The Great Powershift

These days, most intelligent conversations tend to focus on two alternative possibilities. First, the more pessimistic ones, see the current recession going the same way as the Great Depression did, slowly altering political opinions and driving the world into protectionism and national chauvinism, finally leading to some kind of great war, which may lead to an end of civilisation. The proponents see a challenger power, like the 19th century Germany, in China, and the incumbent in the form of the massive global empire of the United States. Next, there is the optimistic view, which does not see a violent end of the civilisation but a re-balancing: This is more the doctrine of decline of the West and the rise of the rest. This view suggests a power-shift, to China and India, and possibly Brazil, and that they would emerge as the World's preeminent economic powers, in a replay of what happened during the Eighteenth and Nineteenth century Europe.

To be clear, this is not the only views on the table: There is a large and influential group of theorists and policy thinkers who seem to believe that history does not matter anymore. In their view, history has ended - we create the future possibilities by our action and it is ignorant, and superstitious, to think that history will repeat itself in some form.
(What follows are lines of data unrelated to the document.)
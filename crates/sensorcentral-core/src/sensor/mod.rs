//! Sensor backends.
//!
//! Exactly one backend is active per boot, chosen from the `sensor_type`
//! configuration field:
//! - `DS18B20` → [`MultiProbeBus`]: any number of probes over one or more buses
//! - `DHT22` → [`ComboTempHumidity`]: one temperature and one humidity reading
//! - `BINARY` → [`BinarySwitch`]: one on/off reading
//!
//! An unknown or empty selector, or a selector whose hardware is missing,
//! yields [`NoSensor`], which produces zero readings.

mod combo;
mod probe_bus;
mod switch;

pub use combo::ComboTempHumidity;
pub use probe_bus::{MultiProbeBus, ProbeCountChange, PROBE_ERROR_VALUE};
pub use switch::BinarySwitch;

use crate::hardware::{ClimatePort, ProbeBusPort, SwitchPort};
use crate::model::{DeviceIdentity, SensorSnapshot};
use std::fmt;
use std::str::FromStr;
use thiserror::Error;
use tracing::{info, warn};

/// Capability shared by all sensor variants.
pub trait SensorBackend {
    /// Variant of this backend, `None` for [`NoSensor`].
    fn sensor_type(&self) -> Option<SensorType>;

    /// Discover hardware and prepare identifiers. Called once at boot.
    fn initialize(&mut self);

    /// Take fresh readings, replacing the previous snapshot.
    fn poll(&mut self) -> &SensorSnapshot;

    /// Readings of the last poll.
    fn snapshot(&self) -> &SensorSnapshot;

    /// Printable summary of the last poll, one line per reading.
    fn describe(&self) -> String;
}

/// Selectable backend variants.
#[derive(Debug, Clone, Copy, PartialEq, Eq)]
pub enum SensorType {
    MultiProbeBus,
    ComboTempHumidity,
    BinarySwitch,
}

impl SensorType {
    pub const ALL: [SensorType; 3] = [
        SensorType::MultiProbeBus,
        SensorType::ComboTempHumidity,
        SensorType::BinarySwitch,
    ];

    /// Selector string as stored in the configuration.
    pub fn as_str(&self) -> &'static str {
        match self {
            SensorType::MultiProbeBus => "DS18B20",
            SensorType::ComboTempHumidity => "DHT22",
            SensorType::BinarySwitch => "BINARY",
        }
    }
}

impl fmt::Display for SensorType {
    fn fmt(&self, f: &mut fmt::Formatter<'_>) -> fmt::Result {
        f.write_str(self.as_str())
    }
}

/// Error for an unrecognised sensor type selector.
#[derive(Debug, Clone, PartialEq, Eq, Error)]
#[error("Unknown sensor type: '{0}'")]
pub struct UnknownSensorType(pub String);

impl FromStr for SensorType {
    type Err = UnknownSensorType;

    fn from_str(s: &str) -> Result<Self, Self::Err> {
        SensorType::ALL
            .into_iter()
            .find(|t| t.as_str() == s)
            .ok_or_else(|| UnknownSensorType(s.to_string()))
    }
}

/// Hardware available to the backends on this board.
#[derive(Default)]
pub struct SensorHardware {
    pub probe_buses: Vec<Box<dyn ProbeBusPort>>,
    pub climate: Option<Box<dyn ClimatePort>>,
    pub switch: Option<Box<dyn SwitchPort>>,
}

/// Build and initialize the backend named by `selector`.
///
/// Never fails: mismatches are logged and produce a [`NoSensor`] backend.
pub fn select_backend(
    selector: &str,
    identity: &DeviceIdentity,
    hardware: SensorHardware,
) -> Box<dyn SensorBackend> {
    let mut backend: Box<dyn SensorBackend> = match selector.parse::<SensorType>() {
        Ok(SensorType::MultiProbeBus) if !hardware.probe_buses.is_empty() => {
            let labels: Vec<String> = hardware.probe_buses.iter().map(|p| p.label()).collect();
            info!("Using DS18B20 on <{}>", labels.join(", "));
            Box::new(MultiProbeBus::new(hardware.probe_buses))
        }
        Ok(SensorType::ComboTempHumidity) => match hardware.climate {
            Some(port) => {
                info!("Using DHT22 on <{}>", port.label());
                Box::new(ComboTempHumidity::new(port, identity))
            }
            None => missing_hardware(SensorType::ComboTempHumidity),
        },
        Ok(SensorType::BinarySwitch) => match hardware.switch {
            Some(port) => {
                info!("Using binary sensor on <{}>", port.label());
                Box::new(BinarySwitch::new(port, identity))
            }
            None => missing_hardware(SensorType::BinarySwitch),
        },
        Ok(sensor_type) => missing_hardware(sensor_type),
        Err(e) => {
            warn!("Undefined sensor type set... ({})", e);
            Box::new(NoSensor::default())
        }
    };

    backend.initialize();
    backend
}

fn missing_hardware(sensor_type: SensorType) -> Box<dyn SensorBackend> {
    warn!("Sensor type {} selected but no hardware is wired for it", sensor_type);
    Box::new(NoSensor::default())
}

/// Backend used when no valid sensor type is configured.
#[derive(Debug, Default)]
pub struct NoSensor {
    snapshot: SensorSnapshot,
}

impl SensorBackend for NoSensor {
    fn sensor_type(&self) -> Option<SensorType> {
        None
    }

    fn initialize(&mut self) {}

    fn poll(&mut self) -> &SensorSnapshot {
        &self.snapshot
    }

    fn snapshot(&self) -> &SensorSnapshot {
        &self.snapshot
    }

    fn describe(&self) -> String {
        "No sensor type configured".to_string()
    }
}


#[cfg(test)]
mod tests {
    use super::testing::*;
    use super::*;
    use crate::hardware::{ClimateSample, ClimateSensor, HardwareError};
    use crate::model::MAX_SENSOR_ID_LEN;

    const IDENTITY: DeviceIdentity = DeviceIdentity([0x24, 0x6F, 0x28, 0x01, 0x02, 0x03]);

    struct FixedClimate;

    impl ClimateSensor for FixedClimate {
        fn read(&mut self) -> Result<ClimateSample, HardwareError> {
            Ok(ClimateSample {
                celsius: 21.5,
                relative_humidity: 40.0,
            })
        }
    }

    impl ClimatePort for FixedClimate {
        fn label(&self) -> String {
            "pin 4".to_string()
        }

        fn acquire(&mut self) -> Result<Box<dyn ClimateSensor + '_>, HardwareError> {
            Ok(Box::new(FixedClimate))
        }
    }

    #[test]
    fn test_sensor_type_parsing() {
        assert_eq!("DS18B20".parse::<SensorType>(), Ok(SensorType::MultiProbeBus));
        assert_eq!("DHT22".parse::<SensorType>(), Ok(SensorType::ComboTempHumidity));
        assert_eq!("BINARY".parse::<SensorType>(), Ok(SensorType::BinarySwitch));
        assert!("dht22".parse::<SensorType>().is_err());
        assert!("".parse::<SensorType>().is_err());
        assert_eq!(
            "PT100".parse::<SensorType>().unwrap_err().to_string(),
            "Unknown sensor type: 'PT100'"
        );
    }

    #[test]
    fn test_unknown_selector_yields_no_readings() {
        let mut backend = select_backend("THERMOCOUPLE", &IDENTITY, SensorHardware::default());
        assert_eq!(backend.sensor_type(), None);
        assert!(backend.poll().is_empty());
    }

    #[test]
    fn test_selector_without_hardware_yields_no_readings() {
        let mut backend = select_backend("DHT22", &IDENTITY, SensorHardware::default());
        assert_eq!(backend.sensor_type(), None);
        assert!(backend.poll().is_empty());
    }

    #[test]
    fn test_selects_combo_backend() {
        let hardware = SensorHardware {
            climate: Some(Box::new(FixedClimate)),
            ..Default::default()
        };
        let mut backend = select_backend("DHT22", &IDENTITY, hardware);
        assert_eq!(backend.sensor_type(), Some(SensorType::ComboTempHumidity));
        assert_eq!(backend.poll().len(), 2);
    }

    #[test]
    fn test_every_variant_respects_reading_bounds() {
        let many: Vec<_> = (0..8).map(address).collect();
        let more: Vec<_> = (10..18).map(address).collect();
        let hardware = SensorHardware {
            probe_buses: vec![
                Box::new(FakeBus::with_scans("pin 14", vec![many])),
                Box::new(FakeBus::with_scans("pin 12", vec![more])),
            ],
            climate: Some(Box::new(FixedClimate)),
            ..Default::default()
        };

        let mut backend = select_backend("DS18B20", &IDENTITY, hardware);
        let snapshot = backend.poll();
        assert!(snapshot.len() <= crate::model::MAX_SENSORS);
        for reading in snapshot.iter() {
            assert!(!reading.id.as_str().is_empty());
            assert!(reading.id.as_str().len() <= MAX_SENSOR_ID_LEN);
        }
    }
}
They point to huge contradictions of the power-shift view, that India and China have major internal weaknesses and an almost total dependence on Western financial mechanism to ever achieve the kind of superiority or even the disruptive preeminence that they are expected to do. Besides, there is indeed some merit in thinking that the future will not happen in a vacuum and the intricate power mechanisms laid out by the successive waves of globalisation are unlikely to be undone.

However logical it seems, there is a history of the view of irrelevance of history and the belief that things would go on failing to materialise. History may not have repeated as the sceptics claim, but things have surely changed. The current times surely contain all the symptoms of an impending change, and rather than dismissing it, or being overtly pessimistic about it, it is worthwhile to explore the nature of these changes.

So, here is a fourth possibility: That we are coming to an age of interdependence, rather than national self-interest. Indeed, we seem a long way off because the voters love the jingoistic rhetoric and political parties regularly pander the protectionists and the racists, but the worldwide economic crisis is deep enough and persistent enough to outlast these views and to lead us into a new era. The second world war was indeed a terrible consequence of economic protectionism that followed the great depression, but it was also a start - a clear demonstration of how nationalism, seen as a progressive and liberating idea till that time, can turn into an uncontrollable demon. We learnt those lessons, which paved the way for tentative steps towards global interdependence, the rise of global institutions, greater respect for treaties, insistence on supra-national governance and open trade. In time, these lessons have been forgotten and we have reclined back into some of the mistakes we have made in the past. However, as history does not happen in a vacuum, we don't necessarily go back all the way and push the whole mankind to the brink to remember the lessons we have already learnt once.

This is not a new idea, and modern humanists always discussed the possibility. However, it seems the time for this idea has come. The reason clearly is that we are facing the severest crisis in sustaining consumer demand in the history, and at the same time, there are two billion people on the earth who do not have enough to eat or any medical care, education or modern amenities. Clearly, we are hitting some kind of limit with the selfish pursuit of self-interest, the engine that drove modern capitalism for last two centuries. Our current solutions - that enterprise will save the world - is bound to fail: The crisis that we are facing is not because we didn't want to make money or take risks, but that we took too much risk and everyone had a tunnel vision defined by their self-interest. We never thought whether our neighbours have enough to eat is our look-out. We thought we can keep Capitalism going by fortifying ourselves with ever more complicated laws protecting private property. However, we did not acknowledge that our neighbour's well-being catches up with us in tomorrow's economic news, and private property, even in its most physical form, is a manifestation of social trust on us. In a sense, we are just the keepers of social assets, and when the society teeters to the brink, we come to lose everything that we have.

Finally, returning to the opening idea about the shape of the world to come, I am an optimist but I don't think a power-shift will happen. Rather, it will just be more equal world, governed by ideas of better cooperation between governing units, which may or may not be today's nation-states. Even if the nation-states continue to exist, they would accept more supra-national sovereignty within the framework of their constitution, an idea which the current new-Tory lunatics in Britain and tea party goers in America fail to realise altogether. But that's the shift we are looking at, not China overtaking America, or something similar.

We are not working for replay: We are waiting for a revolution in ideas.